Note: Stakpak is open source, vendor neutral, and works with any model you choose.

Problem

AWS environments naturally accumulate unused resources over time: detached volumes, old snapshots, idle load balancers, unassociated Elastic IPs, and forgotten S3 buckets.

Finding them is easy. Determining whether they're safe to delete is not.

A resource may look unused, but it could still support a production workload, backup process, or undocumented dependency. Safely cleaning up cloud waste requires connecting usage, ownership, and activity data across your environment before taking action.

Application

Northstar Commerce is a B2B ecommerce platform running on AWS, with workloads spread across EKS, ECS Fargate, Lambda, and
Vercel. The main components are:

storefront: Customer facing Next.js app on Vercel.
api-gateway: Public REST and GraphQL edge on EKS.
orders-service: Order lifecycle, Go on EKS, backed by Aurora PostgreSQL.
payments-service: Java on ECS Fargate, integrates with Stripe.
Inventory-worker: Celery workers on EKS draining an SQS queue.
search-indexer: Rust Lambda keeping OpenSearch in sync.
admin-console: React SPA on S3 behind CloudFront.

Shared infrastructure includes an EKS cluster, an Aurora cluster, an ElastiCache Redis, an MSK cluster, an OpenSearch domain, ECR, Route 53, ACM, and Secrets Manager.

Primary region is us-east-1, with us-west-2 as a disaster recovery region.

Every workload in the catalog is healthy and serving traffic.

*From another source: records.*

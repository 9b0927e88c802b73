//! Crew-driven boat with differential steering.
//!
//! Each side of the boat rows at its own normalized rate. Both sides pulling
//! together drive the hull forward; a difference between sides turns it.
//!
//! ```text
//! thrust    = max_force    * (left + right) / 2
//! turn_rate = max_rotation * (right - left) / 2    (deg/s, clockwise)
//! ```

use oar_core::{OarResult, ensure_non_negative};
use tracing::debug;

use crate::boat::Boat;
use crate::vehicle::{Position, Propelled, Vehicle};

/// Throttle magnitude below which the crew mixes steering strokes into the
/// rowing rates.
pub const STEERING_BAND: f64 = 0.1;

/// Per-side rowing rates `(left, right)` for a throttle `acceleration` and a
/// turning intensity `rotation`, both in [-1, 1].
///
/// The side the boat turns towards keeps rowing at `acceleration`. The
/// opposite side rows at `acceleration * (1 - 2|rotation|)`: it eases off to
/// zero at `|rotation| = 0.5` and rows backwards beyond that, reaching
/// `-acceleration` at full rotation. Positive rotation turns clockwise, so the
/// left side is the one that eases off.
///
/// Below [`STEERING_BAND`] the crew also takes steering strokes: the turning
/// side pulls and the opposite side backs water by the same amount, so they
/// add no thrust. Their weight falls linearly from `|rotation|` with the crew
/// resting to zero at the edge of the band. A resting crew therefore pivots
/// the boat on the spot.
pub fn rowing_rates(acceleration: f64, rotation: f64) -> (f64, f64) {
    let steering = (1.0 - acceleration.abs() / STEERING_BAND).max(0.0) * rotation.abs();
    let turning = acceleration + steering;
    let opposite = acceleration * (1.0 - 2.0 * rotation.abs()) - steering;
    if rotation >= 0.0 {
        (opposite, turning)
    } else {
        (turning, opposite)
    }
}

/// A rowing boat: a [`Boat`] hull moved by a crew of rowers.
///
/// The hull's `max_force` is `rower_force * rower_count`. A boat with no
/// rowers, a zero stroke frequency or zero rower force has no rowing
/// capability: both rowing rates stay at zero and the boat neither moves nor
/// turns under its own power.
#[derive(Clone, Debug)]
pub struct RowingBoat {
    hull: Boat,
    rower_count: u32,
    rower_force: f64,
    max_rowing_frequency: f64,
    rowing_frequency: f64,
    left_rowing_rate: f64,
    right_rowing_rate: f64,
}

impl RowingBoat {
    /// Create a rowing boat at rest at the origin, heading north.
    ///
    /// # Arguments
    /// * `max_weight` - Buoyancy capacity (kg), must be positive
    /// * `weight` - Current load (kg), >= 0
    /// * `number_of_rowers` - Crew size
    /// * `max_rowing_frequency` - Stroke rate at full throttle (strokes/s), >= 0
    /// * `max_speed` - Speed cap (m/s), >= 0
    /// * `max_rotation` - Turn rate cap (deg/s), >= 0
    /// * `rower_force` - Force a single rower delivers (N), >= 0
    ///
    /// # Errors
    /// Returns `InvalidParameter` for any non-finite or out-of-range value.
    pub fn new(
        max_weight: f64,
        weight: f64,
        number_of_rowers: u32,
        max_rowing_frequency: f64,
        max_speed: f64,
        max_rotation: f64,
        rower_force: f64,
    ) -> OarResult<Self> {
        let max_rowing_frequency =
            ensure_non_negative(max_rowing_frequency, "max_rowing_frequency")?;
        let rower_force = ensure_non_negative(rower_force, "rower_force")?;
        let max_force = rower_force * f64::from(number_of_rowers);
        let hull = Boat::new(max_weight, weight, max_speed, max_rotation, max_force)?;

        debug!(rowers = number_of_rowers, rower_force, max_rowing_frequency, "crew aboard");

        Ok(Self {
            hull,
            rower_count: number_of_rowers,
            rower_force,
            max_rowing_frequency,
            rowing_frequency: 0.0,
            left_rowing_rate: 0.0,
            right_rowing_rate: 0.0,
        })
    }

    /// The underlying hull, for its limits and resistance.
    pub fn hull(&self) -> &Boat {
        &self.hull
    }

    pub fn rower_count(&self) -> u32 {
        self.rower_count
    }

    pub fn rower_force(&self) -> f64 {
        self.rower_force
    }

    pub fn max_rowing_frequency(&self) -> f64 {
        self.max_rowing_frequency
    }

    /// Current stroke rate: `max_rowing_frequency * acceleration`.
    pub fn rowing_frequency(&self) -> f64 {
        self.rowing_frequency
    }

    /// `(left, right)` rowing rates. Negative values mean backing water.
    pub fn rowing_rate(&self) -> (f64, f64) {
        (self.left_rowing_rate, self.right_rowing_rate)
    }

    pub fn can_row(&self) -> bool {
        self.rower_count > 0 && self.max_rowing_frequency > 0.0 && self.rower_force > 0.0
    }

    /// Propulsive force the crew currently delivers (N).
    pub fn thrust(&self) -> f64 {
        self.hull.max_force() * (self.left_rowing_rate + self.right_rowing_rate) / 2.0
    }

    /// Turn rate the crew currently produces (deg/s, clockwise).
    pub fn turn_rate(&self) -> f64 {
        self.hull.max_rotation() * (self.right_rowing_rate - self.left_rowing_rate) / 2.0
    }

    fn refresh_rowing_rates(&mut self) {
        let (left, right) = if self.can_row() {
            rowing_rates(self.hull.acceleration(), self.hull.rotation())
        } else {
            (0.0, 0.0)
        };
        self.left_rowing_rate = left;
        self.right_rowing_rate = right;
    }
}

impl Vehicle for RowingBoat {
    fn advance(&mut self, time_delta: f64) -> OarResult<()> {
        let thrust = self.thrust();
        let turn_rate = self.turn_rate();
        self.hull.integrate(thrust, turn_rate, time_delta)
    }

    fn position(&self) -> Position {
        self.hull.position()
    }

    fn set_position(&mut self, position: Position) {
        self.hull.set_position(position);
    }

    fn speed(&self) -> f64 {
        self.hull.speed()
    }

    fn set_speed(&mut self, speed: f64) {
        self.hull.set_speed(speed);
    }

    fn direction(&self) -> f64 {
        self.hull.direction()
    }

    fn set_direction(&mut self, direction: f64) {
        self.hull.set_direction(direction);
    }

    fn rotation(&self) -> f64 {
        self.hull.rotation()
    }

    /// Set the turning intensity, clamped to [-1, 1], and re-derive the
    /// per-side rowing rates.
    fn set_rotation(&mut self, rotation: f64) {
        self.hull.set_rotation(rotation);
        self.refresh_rowing_rates();
    }
}

impl Propelled for RowingBoat {
    fn acceleration(&self) -> f64 {
        self.hull.acceleration()
    }

    /// Set the rowing intensity, clamped to [-1, 1]: [-1, 0) backs water,
    /// 0 rests the crew, (0, 1] rows forward.
    fn set_acceleration(&mut self, acceleration: f64) {
        self.hull.set_acceleration(acceleration);
        self.rowing_frequency = self.max_rowing_frequency * self.hull.acceleration();
        self.refresh_rowing_rates();
    }

    fn is_afloat(&self) -> bool {
        self.hull.is_afloat()
    }
}

#[cfg(test)]
mod tests {
    use super::*;

    fn standard_boat() -> RowingBoat {
        RowingBoat::new(500.0, 300.0, 4, 2.0, 10.0, 90.0, 150.0).unwrap()
    }

    #[test]
    fn straight_rowing_is_symmetric() {
        assert_eq!(rowing_rates(1.0, 0.0), (1.0, 1.0));
        assert_eq!(rowing_rates(-0.5, 0.0), (-0.5, -0.5));
    }

    #[test]
    fn opposite_side_tapers_then_reverses() {
        let (left, right) = rowing_rates(1.0, 0.25);
        assert!((left - 0.5).abs() < 1e-12);
        assert_eq!(right, 1.0);

        let (left, right) = rowing_rates(1.0, 0.5);
        assert!(left.abs() < 1e-12);
        assert_eq!(right, 1.0);

        let (left, right) = rowing_rates(1.0, 1.0);
        assert_eq!(left, -1.0);
        assert_eq!(right, 1.0);
    }

    #[test]
    fn negative_rotation_tapers_right_side() {
        let (left, right) = rowing_rates(0.8, -0.25);
        assert_eq!(left, 0.8);
        assert!((right - 0.4).abs() < 1e-12);
    }

    #[test]
    fn resting_crew_pivots_without_thrust() {
        assert_eq!(rowing_rates(0.0, 1.0), (-1.0, 1.0));
        assert_eq!(rowing_rates(0.0, 0.3), (-0.3, 0.3));
        assert_eq!(rowing_rates(0.0, -0.6), (0.6, -0.6));
        assert_eq!(rowing_rates(0.0, 0.0), (0.0, 0.0));
    }

    #[test]
    fn steering_strokes_fade_across_band() {
        let (left, right) = rowing_rates(0.05, 0.5);
        // half-weight steering on top of (0, 0.05)
        assert!((left + 0.25).abs() < 1e-12);
        assert!((right - 0.3).abs() < 1e-12);

        assert_eq!(rowing_rates(STEERING_BAND, 0.25), (0.05, 0.1));
    }

    #[test]
    fn rates_continuous_as_throttle_leaves_zero() {
        for r in [-1.0, -0.3, 0.2, 0.7, 1.0] {
            let (l0, r0) = rowing_rates(0.0, r);
            for a in [1e-6, -1e-6] {
                let (l1, r1) = rowing_rates(a, r);
                assert!((l1 - l0).abs() < 1e-4, "a={a} r={r}");
                assert!((r1 - r0).abs() < 1e-4, "a={a} r={r}");
            }
        }
    }

    #[test]
    fn resting_crew_turn_rate_matches_light_throttle() {
        let mut resting = standard_boat();
        resting.set_rotation(1.0);
        let mut light = standard_boat();
        light.set_acceleration(1e-6);
        light.set_rotation(1.0);

        assert_eq!(resting.thrust(), 0.0);
        assert!((resting.turn_rate() - 90.0).abs() < 1e-12);
        assert!((light.turn_rate() - resting.turn_rate()).abs() < 1e-3);
    }

    #[test]
    fn max_force_from_crew() {
        let boat = standard_boat();
        assert!((boat.hull().max_force() - 600.0).abs() < 1e-12);
        assert_eq!(boat.rower_count(), 4);
        assert!(boat.can_row());
    }

    #[test]
    fn acceleration_sets_frequency() {
        let mut boat = standard_boat();
        boat.set_acceleration(0.5);
        assert!((boat.rowing_frequency() - 1.0).abs() < 1e-12);
        boat.set_acceleration(-2.0);
        assert_eq!(boat.acceleration(), -1.0);
        assert!((boat.rowing_frequency() + 2.0).abs() < 1e-12);
    }

    #[test]
    fn thrust_and_turn_from_rates() {
        let mut boat = standard_boat();
        boat.set_acceleration(1.0);
        boat.set_rotation(0.25);
        // rates (0.5, 1.0)
        assert!((boat.thrust() - 450.0).abs() < 1e-9);
        assert!((boat.turn_rate() - 22.5).abs() < 1e-9);
    }

    #[test]
    fn invalid_crew_parameters() {
        assert!(RowingBoat::new(500.0, 300.0, 4, -2.0, 10.0, 90.0, 150.0).is_err());
        assert!(RowingBoat::new(500.0, 300.0, 4, 2.0, 10.0, 90.0, -150.0).is_err());
        assert!(RowingBoat::new(500.0, 300.0, 4, f64::NAN, 10.0, 90.0, 150.0).is_err());
    }

    #[test]
    fn crewless_boat_has_no_rates() {
        let mut boat = RowingBoat::new(500.0, 300.0, 0, 2.0, 10.0, 90.0, 150.0).unwrap();
        boat.set_acceleration(1.0);
        boat.set_rotation(0.8);
        assert_eq!(boat.rowing_rate(), (0.0, 0.0));
        assert!(!boat.can_row());
    }
}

None of the recent deploys touched infrastructure.

The application itself is well understood and accounted for, but the AWS account it runs in has accumulated years of side projects, migrations, and experiments that nobody has audited. Anything we find outside of this catalog is a candidate for cleanup, as long as we can prove it isn't quietly supporting one of these workloads.

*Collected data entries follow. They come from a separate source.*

//! Simulation result recording.

use std::io::Write;

use oar_vessel::{Position, Propelled};
use serde::{Deserialize, Serialize};

use crate::error::SimResult;

/// Observable vessel state at one instant.
#[derive(Clone, Copy, Debug, PartialEq, Serialize, Deserialize)]
pub struct VesselSnapshot {
    pub position: Position,
    /// Signed speed along the heading (m/s)
    pub speed: f64,
    /// Heading (deg, 0 = +x axis, clockwise)
    pub direction: f64,
    pub rotation: f64,
    pub acceleration: f64,
    pub afloat: bool,
}

impl VesselSnapshot {
    pub fn capture<V: Propelled + ?Sized>(vessel: &V) -> Self {
        Self {
            position: vessel.position(),
            speed: vessel.speed(),
            direction: vessel.direction(),
            rotation: vessel.rotation(),
            acceleration: vessel.acceleration(),
            afloat: vessel.is_afloat(),
        }
    }
}

/// Record of simulation results.
#[derive(Clone, Debug, Default, Serialize, Deserialize)]
pub struct SimRecord {
    /// Time points (seconds)
    pub t: Vec<f64>,
    /// State snapshots
    pub x: Vec<VesselSnapshot>,
}

impl SimRecord {
    pub(crate) fn push(&mut self, t: f64, snapshot: VesselSnapshot) {
        self.t.push(t);
        self.x.push(snapshot);
    }

    pub(crate) fn replace_last(&mut self, snapshot: VesselSnapshot) {
        if let Some(last) = self.x.last_mut() {
            *last = snapshot;
        }
    }

    pub fn len(&self) -> usize {
        self.t.len()
    }

    pub fn is_empty(&self) -> bool {
        self.t.is_empty()
    }

    pub fn final_state(&self) -> Option<&VesselSnapshot> {
        self.x.last()
    }

    pub fn final_time(&self) -> Option<f64> {
        self.t.last().copied()
    }

    /// Largest speed magnitude seen across recorded samples.
    pub fn top_speed(&self) -> f64 {
        self.x.iter().map(|s| s.speed.abs()).fold(0.0, f64::max)
    }

    /// Path length through the recorded positions. Decimated records give a
    /// lower bound on the true path.
    pub fn distance_travelled(&self) -> f64 {
        self.x
            .windows(2)
            .map(|w| w[0].position.distance_to(&w[1].position))
            .sum()
    }

    /// Write the record as CSV with a header row.
    pub fn to_csv<W: Write>(&self, mut out: W) -> SimResult<()> {
        writeln!(out, "t_s,x_m,y_m,speed_mps,direction_deg,rotation,acceleration,afloat")?;
        for (t, s) in self.t.iter().zip(&self.x) {
            writeln!(
                out,
                "{},{},{},{},{},{},{},{}",
                t,
                s.position.x,
                s.position.y,
                s.speed,
                s.direction,
                s.rotation,
                s.acceleration,
                s.afloat
            )?;
        }
        Ok(())
    }
}
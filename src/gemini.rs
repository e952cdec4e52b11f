use std::time::Duration;

use async_trait::async_trait;
use reqwest::header::{HeaderMap, HeaderValue, CONTENT_TYPE};
use reqwest::{Client, ClientBuilder};
use serde::Deserialize;
use serde_json::{json, Value};
use tracing::{debug, warn};

use crate::config::Config;
use crate::error::OracleError;
use crate::model::Oracle;

#[derive(Deserialize)]
struct GeminiPart {
    #[serde(default)]
    text: String,
}

#[derive(Deserialize)]
struct GeminiContent {
    #[serde(default)]
    parts: Vec<GeminiPart>,
}

#[derive(Deserialize)]
#[serde(rename_all = "camelCase")]
struct GeminiCandidate {
    content: Option<GeminiContent>,
    finish_reason: Option<String>,
}

#[derive(Deserialize)]
#[serde(rename_all = "camelCase")]
struct GeminiPromptFeedback {
    block_reason: Option<String>,
}

#[derive(Deserialize)]
#[serde(rename_all = "camelCase")]
struct GeminiResponse {
    #[serde(default)]
    candidates: Vec<GeminiCandidate>,
    prompt_feedback: Option<GeminiPromptFeedback>,
}

#[derive(Deserialize)]
struct GeminiErrorBody {
    error: GeminiErrorDetail,
}

#[derive(Deserialize)]
struct GeminiErrorDetail {
    #[serde(default)]
    message: String,
    #[allow(unused)] // needed for deserialization
    status: Option<String>,
}

/// Completion oracle backed by the Generative Language `generateContent` endpoint.
pub struct GeminiOracle {
    client: Client,
    api_base: String,
    model: String,
    api_key: Option<String>,
    temperature: f64,
    max_output_tokens: u32,
}

impl GeminiOracle {
    pub fn new(config: &Config) -> Result<Self, OracleError> {
        let mut headers = HeaderMap::new();
        headers.insert(CONTENT_TYPE, HeaderValue::from_static("application/json"));
        let client = ClientBuilder::new()
            .timeout(Duration::from_secs(config.timeout_secs))
            .default_headers(headers)
            .build()
            .map_err(|err| OracleError::new(None, err.to_string()))?;
        Ok(Self {
            client,
            api_base: config.api_base.trim_end_matches('/').to_string(),
            model: config.model.clone(),
            api_key: config.api_key(),
            temperature: config.temperature,
            max_output_tokens: config.max_output_tokens,
        })
    }

    fn url(&self) -> String {
        format!("{}/models/{}:generateContent", self.api_base, self.model)
    }

    fn request_body(&self, prompt: &str) -> Value {
        json!({
            "contents": [{"parts": [{"text": prompt}]}],
            "generationConfig": {
                "temperature": self.temperature,
                "maxOutputTokens": self.max_output_tokens,
            }
        })
    }
}

#[async_trait]
impl Oracle for GeminiOracle {
    async fn generate(&self, prompt: &str) -> Result<String, OracleError> {
        let api_key = self
            .api_key
            .as_deref()
            .ok_or_else(|| OracleError::new(None, "API key is not configured"))?;
        let response = self
            .client
            .post(self.url())
            .header("x-goog-api-key", api_key)
            .json(&self.request_body(prompt))
            .send()
            .await
            .map_err(transport_error)?;

        let status = response.status();
        if !status.is_success() {
            let text = response.text().await.unwrap_or_default();
            let message = serde_json::from_str::<GeminiErrorBody>(&text)
                .map(|body| body.error.message)
                .unwrap_or(text);
            warn!(status = status.as_u16(), %message, "provider returned error");
            return Err(OracleError::new(Some(status.as_u16()), message));
        }

        let response: GeminiResponse = response.json().await.map_err(transport_error)?;
        extract_text(response)
    }

    fn has_credential(&self) -> bool {
        self.api_key.is_some()
    }
}

fn transport_error(err: reqwest::Error) -> OracleError {
    OracleError::new(err.status().map(|status| status.as_u16()), err.to_string())
}

fn extract_text(response: GeminiResponse) -> Result<String, OracleError> {
    let Some(candidate) = response.candidates.into_iter().next() else {
        let reason = response
            .prompt_feedback
            .and_then(|feedback| feedback.block_reason)
            .unwrap_or_else(|| "no candidates returned".to_string());
        return Err(OracleError::new(None, format!("Response was blocked: {reason}")));
    };
    let text: String = candidate
        .content
        .map(|content| content.parts.into_iter().map(|part| part.text).collect())
        .unwrap_or_default();
    if text.trim().is_empty() {
        if let Some(reason) = candidate
            .finish_reason
            .filter(|reason| !matches!(reason.as_str(), "STOP" | "MAX_TOKENS"))
        {
            return Err(OracleError::new(
                None,
                format!("Candidate was blocked due to {reason}"),
            ));
        }
    }
    debug!(chars = text.chars().count(), "gemini candidate text");
    Ok(text)
}

#[cfg(test)]
mod tests {
    use super::{extract_text, GeminiOracle, GeminiResponse};
    use crate::config::Config;
    use crate::error::{ClassifiedError, ErrorKind};

    fn parse(body: &str) -> GeminiResponse {
        serde_json::from_str(body).unwrap()
    }

    #[test]
    fn request_body_carries_the_exact_temperature() {
        let oracle = GeminiOracle::new(&Config::default()).unwrap();
        let body = oracle.request_body("Explain osmosis");
        assert_eq!(body["generationConfig"]["temperature"].to_string(), "0.7");
        assert_eq!(body["generationConfig"]["maxOutputTokens"], 8192);
        assert_eq!(body["contents"][0]["parts"][0]["text"], "Explain osmosis");
    }

    #[test]
    fn joins_candidate_parts() {
        let response = parse(
            r#"{"candidates":[{"content":{"parts":[{"text":"Hello "},{"text":"world"}],"role":"model"},"finishReason":"STOP"}]}"#,
        );
        assert_eq!(extract_text(response).unwrap(), "Hello world");
    }

    #[test]
    fn block_reason_classifies_as_blocked() {
        let response = parse(r#"{"promptFeedback":{"blockReason":"SAFETY"}}"#);
        let err = extract_text(response).unwrap_err();
        assert_eq!(ClassifiedError::from(err).kind, ErrorKind::ContentBlocked);
    }

    #[test]
    fn empty_candidate_with_safety_finish_is_blocked() {
        let response = parse(r#"{"candidates":[{"finishReason":"SAFETY","index":0}]}"#);
        let err = extract_text(response).unwrap_err();
        assert_eq!(err.message, "Candidate was blocked due to SAFETY");
        assert_eq!(ClassifiedError::from(err).kind, ErrorKind::ContentBlocked);

        let response = parse(r#"{"candidates":[{"finishReason":"RECITATION","index":0}]}"#);
        assert_eq!(
            ClassifiedError::from(extract_text(response).unwrap_err()).kind,
            ErrorKind::ContentBlocked
        );
    }

    #[test]
    fn empty_candidate_that_stopped_normally_is_not_blocked() {
        let response = parse(r#"{"candidates":[{"finishReason":"STOP","index":0}]}"#);
        assert_eq!(extract_text(response).unwrap(), "");
    }

    #[cfg(feature = "live-api-tests")]
    #[tokio::test]
    async fn live_generate() {
        use crate::model::Oracle;

        dotenvy::dotenv().ok();
        let oracle = GeminiOracle::new(&Config::default()).unwrap();
        let reply = oracle
            .generate("Reply with the single word: ready")
            .await
            .unwrap();
        assert!(!reply.trim().is_empty());
    }
}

Now that we understand the app and architecture, we can start investigating the account.

Step-by-Step Guide

Prerequisites

Troubleshooting

Open Stakpak and ask it to audit our AWS account for unused and zombie resources.

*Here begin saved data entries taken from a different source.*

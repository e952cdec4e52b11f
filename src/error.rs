use std::fmt::Display;

use thiserror::Error;
use tracing::debug;

use crate::normalize::NormalizeError;

const QUOTA_MESSAGE: &str = "Daily API quota exceeded (the free tier allows 20 requests/day). \
Please try again tomorrow or use a different API key from https://aistudio.google.com/apikey";
const CREDENTIAL_MESSAGE: &str =
    "Invalid or missing Gemini API key. Set GEMINI_API_KEY or point api_key_env at your key.";
const RATE_LIMIT_MESSAGE: &str = "Too many requests. Please wait a moment and try again.";
const FORBIDDEN_MESSAGE: &str =
    "API access forbidden. Check if your API key has the necessary permissions.";
const BLOCKED_MESSAGE: &str = "Content was blocked by safety filters. Try different material.";
const MALFORMED_MESSAGE: &str =
    "The model returned data in an unexpected format. Please try again.";
const FALLBACK_MESSAGE: &str = "Failed to get a response from the model. Please try again.";

/// Closed set of failure kinds surfaced to callers. Callers branch on this,
/// never on the message text.
#[derive(Debug, Clone, Copy, PartialEq, Eq, Hash)]
pub enum ErrorKind {
    MissingCredential,
    QuotaExceeded,
    RateLimited,
    ContentBlocked,
    Forbidden,
    MalformedOutput,
    EmptyInput,
    EmptyOutput,
    Unknown,
}

#[derive(Debug, Clone, PartialEq, Eq, Error)]
#[error("{message}")]
pub struct ClassifiedError {
    pub kind: ErrorKind,
    pub message: String,
}

impl ClassifiedError {
    pub fn new(kind: ErrorKind, message: impl Into<String>) -> Self {
        Self {
            kind,
            message: message.into(),
        }
    }

    pub(crate) fn empty_input(what: impl Display) -> Self {
        Self::new(
            ErrorKind::EmptyInput,
            format!("{what} is too short. Please provide more content."),
        )
    }

    pub(crate) fn missing_credential() -> Self {
        Self::new(ErrorKind::MissingCredential, CREDENTIAL_MESSAGE)
    }
}

/// Provider-level failure as reported by the completion oracle.
#[derive(Debug, Clone, PartialEq, Eq, Error)]
#[error("{message}")]
pub struct OracleError {
    pub status: Option<u16>,
    pub message: String,
}

impl OracleError {
    pub fn new(status: Option<u16>, message: impl Into<String>) -> Self {
        Self {
            status,
            message: message.into(),
        }
    }
}

/// A failure that has not been classified yet.
#[derive(Debug, Error)]
pub enum Failure {
    #[error(transparent)]
    Oracle(#[from] OracleError),
    #[error(transparent)]
    Normalize(#[from] NormalizeError),
}

impl Failure {
    fn status(&self) -> Option<u16> {
        match self {
            Self::Oracle(err) => err.status,
            Self::Normalize(_) => None,
        }
    }

    fn message(&self) -> &str {
        match self {
            Self::Oracle(err) => &err.message,
            Self::Normalize(_) => "",
        }
    }
}

/// Maps a raw failure to exactly one [`ClassifiedError`]. First match wins.
pub fn classify(failure: &Failure) -> ClassifiedError {
    let status = failure.status();
    let message = failure.message().to_lowercase();

    let classified = if message.contains("api key") {
        ClassifiedError::missing_credential()
    } else if status == Some(429) || message.contains("quota") || message.contains("429") {
        ClassifiedError::new(ErrorKind::QuotaExceeded, QUOTA_MESSAGE)
    } else if status == Some(403) || message.contains("forbidden") {
        ClassifiedError::new(ErrorKind::Forbidden, FORBIDDEN_MESSAGE)
    } else if message.contains("blocked") {
        ClassifiedError::new(ErrorKind::ContentBlocked, BLOCKED_MESSAGE)
    } else if message.contains("rate limit") || message.contains("too many requests") {
        ClassifiedError::new(ErrorKind::RateLimited, RATE_LIMIT_MESSAGE)
    } else if matches!(failure, Failure::Normalize(_)) {
        ClassifiedError::new(ErrorKind::MalformedOutput, MALFORMED_MESSAGE)
    } else {
        let raw = failure.message().trim();
        let message = if raw.is_empty() { FALLBACK_MESSAGE } else { raw };
        ClassifiedError::new(ErrorKind::Unknown, message)
    };
    debug!(kind = ?classified.kind, %failure, "classified failure");
    classified
}

impl From<OracleError> for ClassifiedError {
    fn from(value: OracleError) -> Self {
        classify(&Failure::Oracle(value))
    }
}

impl From<NormalizeError> for ClassifiedError {
    fn from(value: NormalizeError) -> Self {
        classify(&Failure::Normalize(value))
    }
}

#[cfg(test)]
mod tests {
    use super::{classify, ClassifiedError, ErrorKind, Failure, OracleError};
    use crate::normalize::NormalizeError;

    fn oracle(status: Option<u16>, message: &str) -> ClassifiedError {
        classify(&Failure::Oracle(OracleError::new(status, message)))
    }

    #[test]
    fn credential_text_wins_over_status() {
        assert_eq!(
            oracle(Some(429), "API key invalid").kind,
            ErrorKind::MissingCredential
        );
    }

    #[test]
    fn quota_from_status_or_text() {
        assert_eq!(oracle(Some(429), "").kind, ErrorKind::QuotaExceeded);
        assert_eq!(
            oracle(None, "Resource has been exhausted (e.g. check QUOTA).").kind,
            ErrorKind::QuotaExceeded
        );
        let err = oracle(None, "[429 Too Many Requests]");
        assert_eq!(err.kind, ErrorKind::QuotaExceeded);
        assert!(err.message.contains("free tier"));
    }

    #[test]
    fn forbidden_and_blocked() {
        assert_eq!(oracle(Some(403), "denied").kind, ErrorKind::Forbidden);
        assert_eq!(oracle(None, "Forbidden resource").kind, ErrorKind::Forbidden);
        assert_eq!(
            oracle(Some(400), "Response was blocked due to SAFETY").kind,
            ErrorKind::ContentBlocked
        );
    }

    #[test]
    fn rate_limit_wording() {
        assert_eq!(
            oracle(Some(503), "rate limit reached, slow down").kind,
            ErrorKind::RateLimited
        );
    }

    #[test]
    fn normalizer_failures_are_malformed_output() {
        let err = classify(&Failure::Normalize(NormalizeError::NoArray));
        assert_eq!(err.kind, ErrorKind::MalformedOutput);
        let err: ClassifiedError = NormalizeError::NoValidRecords { total: 3 }.into();
        assert_eq!(err.kind, ErrorKind::MalformedOutput);
    }

    #[test]
    fn unknown_passes_message_through() {
        let err = oracle(Some(500), "  connection reset by peer ");
        assert_eq!(err.kind, ErrorKind::Unknown);
        assert_eq!(err.message, "connection reset by peer");

        let err = oracle(None, "");
        assert_eq!(err.kind, ErrorKind::Unknown);
        assert!(!err.message.is_empty());
    }
}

Now lets let it do its magic

Stakpak audited the AWS account for unused and zombie resources across compute, network, storage, IAM, data, and operational categories and found a small but real pool of recurring waste with no business value attached to any of it.

It identified ~$97/month of avoidable spend spread across 15 zombie resources in us-east-1, none tied to any active application. The signals came from EC2 state checks, EBS volume status, ELB target health, CloudWatch metrics for S3 and Lambda, IAM credential reports, and tag/name pattern analysis (*-OLD, -DEPRECATED, rakesh-test-, marketing-campaign-2022, loadtest-runner-2024-q1).

Then it:

Terminated the stopped loadtest-runner-2024-q1 EC2 instance, abandoned since the Q1 2024 load test campaign
Deleted five unattached EBS volumes totaling 371 GB, including a 200 GB elasticsearch-data-node-3 orphan from the search-v1 deprecation and a 100 GB northstar-mysql-data-OLD volume
Deregistered the northstar-golden-image-v2-DEPRECATED AMI and removed its backing snapshot
Released four unassociated Elastic IPs, including old-nat-gateway-eip from a decommissioned NAT and jenkins-static-ip from the Jenkins-to-GHA migration
Deleted two abandoned ALBs (northstar-internal-tools with an empty target group, and a canary ALB with all targets unhealthy) and the northstar-legacy-clb Classic ELB tied to the deprecated checkout-v1 project
Removed the unused openclaw-sg security group and its orphan openclaw-key key pair
Emptied and deleted six zombie S3 buckets including northstar-marketing-campaign-2022, rakesh-test-bucket (employee left), tempdata-export, and northstar-checkout-v1-logs
Cleaned up two empty CloudWatch log groups (/aws/lambda/feedbackboard-server, /aws/lambda/feedbackboard-warmer) left behind by deleted Lambda functions

After the changes were applied, Stakpak verified that:

All 15 zombie resources are gone
No surviving production resources (bastion, api-canary, staging-app, prod-invoices bucket) were impacted
us-west-2 remained clean (only the default VPC, no workloads)
Projected monthly waste dropped from ~$97/month to $0, a 100% reduction on identified zombies

Now everything is cleaned up 🥳

Now its asking us if we want to sit up Stakpak Autopilot to avoid having zombie resources

Note: Stakpak Autopilot monitors your apps 24/7, detects unexpected changes, fixes what’s safe, and only alerts you when it actually matters.